To use this approach on all four pitches on the site would have been cost prohibitive, however the scan allowed the extent of contamination to be mapped and the remaining pitches were relocated off the contaminated area on the existing clean, natural soil. This allowed all four pitches to be improved for less than one third the cost of reconstructing them all on the same basis as the rugby pitch.

When pitches are constructed on brownfield sites they are often built directly in the engineering cap (many sites do not have an agricultural or restoration cap to speak of), producing very low-quality pitches that drain and perform poorly. Alternatively, they are built on very thin layers of free-draining material above the compacted engineering cap. In such situations it is possible that very little play (especially in respect to winter sports) takes place even up to three years post-construction. Avoiding this is relatively simple – and hinges on the careful selection of the capping material. Obtaining the cheapest top-soil or soil-forming material may make economic sense at the time, but the cost of reconstructing failed sports pitches years later can be very significant. Clearly, an engineered cap must meet its primary purpose of isolating the material below the cap. Therefore, rather than risk the integrity of that material, it is better to add sufficient topsoil material to allow a drainage system to be installed safely. A minimum depth of 500 mm for a lateral drainage system is required.

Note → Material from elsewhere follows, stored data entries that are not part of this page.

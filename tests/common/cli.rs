//! Helpers for running the `pgjsonl` binary in a scratch directory.

use std::fs;
use std::path::PathBuf;
use std::process::ExitStatus;

use assert_cmd::Command;
use tempfile::TempDir;

/// Connection variables cleared before every run so the host environment
/// never leaks into a test.
const PG_ENV: [&str; 5] = ["PGHOST", "PGPORT", "PGDATABASE", "PGUSER", "PGPASSWORD"];

pub struct PgWorkspace {
    pub temp_dir: TempDir,
    pub root: PathBuf,
}

impl PgWorkspace {
    pub fn new() -> Self {
        let temp_dir = TempDir::new().expect("temp dir");
        let root = temp_dir.path().to_path_buf();
        Self { temp_dir, root }
    }

    /// Write `{table}.jsonl` under `dir` (relative to the workspace root).
    pub fn write_jsonl(&self, dir: &str, table: &str, lines: &[&str]) -> PathBuf {
        let dir = self.root.join(dir);
        fs::create_dir_all(&dir).expect("create input dir");
        let path = dir.join(format!("{table}.jsonl"));
        let mut body = lines.join("\n");
        body.push('\n');
        fs::write(&path, body).expect("write jsonl");
        path
    }

    pub fn path(&self, relative: &str) -> PathBuf {
        self.root.join(relative)
    }
}

pub struct RunOutput {
    pub status: ExitStatus,
    pub stdout: String,
    pub stderr: String,
}

pub fn pgjsonl_command(workspace: &PgWorkspace) -> Command {
    let mut cmd = Command::cargo_bin("pgjsonl").expect("pgjsonl binary");
    cmd.current_dir(&workspace.root);
    for var in PG_ENV {
        cmd.env_remove(var);
    }
    cmd.env_remove("RUST_LOG");
    cmd
}

pub fn run_pgjsonl<I, S>(workspace: &PgWorkspace, args: I, label: &str) -> RunOutput
where
    I: IntoIterator<Item = S>,
    S: AsRef<std::ffi::OsStr>,
{
    let output = pgjsonl_command(workspace)
        .args(args)
        .output()
        .expect("run pgjsonl");
    let result = RunOutput {
        status: output.status,
        stdout: String::from_utf8_lossy(&output.stdout).into_owned(),
        stderr: String::from_utf8_lossy(&output.stderr).into_owned(),
    };
    if !result.status.success() {
        eprintln!("[{label}] stderr:\n{}", result.stderr);
    }
    result
}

By carefully designing a drainage system, it might be possible to use lower quality soil material for most of the build-up and then have a thinner layer of better quality material that will drain effectively as a result of the supplementary drainage. An example of this is shown in Figure 2.

In this case, a shallow depth of free-draining sports rootzone material is placed over a network of shallow, close-centred slits filled with the same rootzone material. This creates a much deeper effective drainage depth due to the hydraulic connection between the material in the slits and the material in the surface layer.

A key drawback to the use of very free-draining materials is the effect this has on water and nutrient requirements. Typical specifications for top-level pitches have drainage requirements in the region of 150mm per hour. The inevitable consequence of this is the use of sand for construction and the need for intensive irrigation and fertilisation to maintain turf vigour and surface stability.

At a time when efficient water use is required, this approach cannot be sustainable in any situation outside of high-level professional sport. To this end, the use of suitable natural soil and the creation of deep profiles over engineering caps may be a more effective solution in the longer term. Carefully managed, such soils can create excellent pitches.

In conclusion, careful planning can result in significant savings in construction costs and in the long-term sustainable performance of sports pitches constructed on brownfield sites. Sadly, pitches are often built with little thought regarding their long-term use, sustainability or minimum performance requirements due to all the emphasis being placed on isolating the contamination. This either leads to expensive remediation work and pitches that are still compromised by their initial construction, or worse, to pitches that are of no use to their community at all. When done well however, the reputation of the developer is enhanced and the sporting legacy remains of value for many years.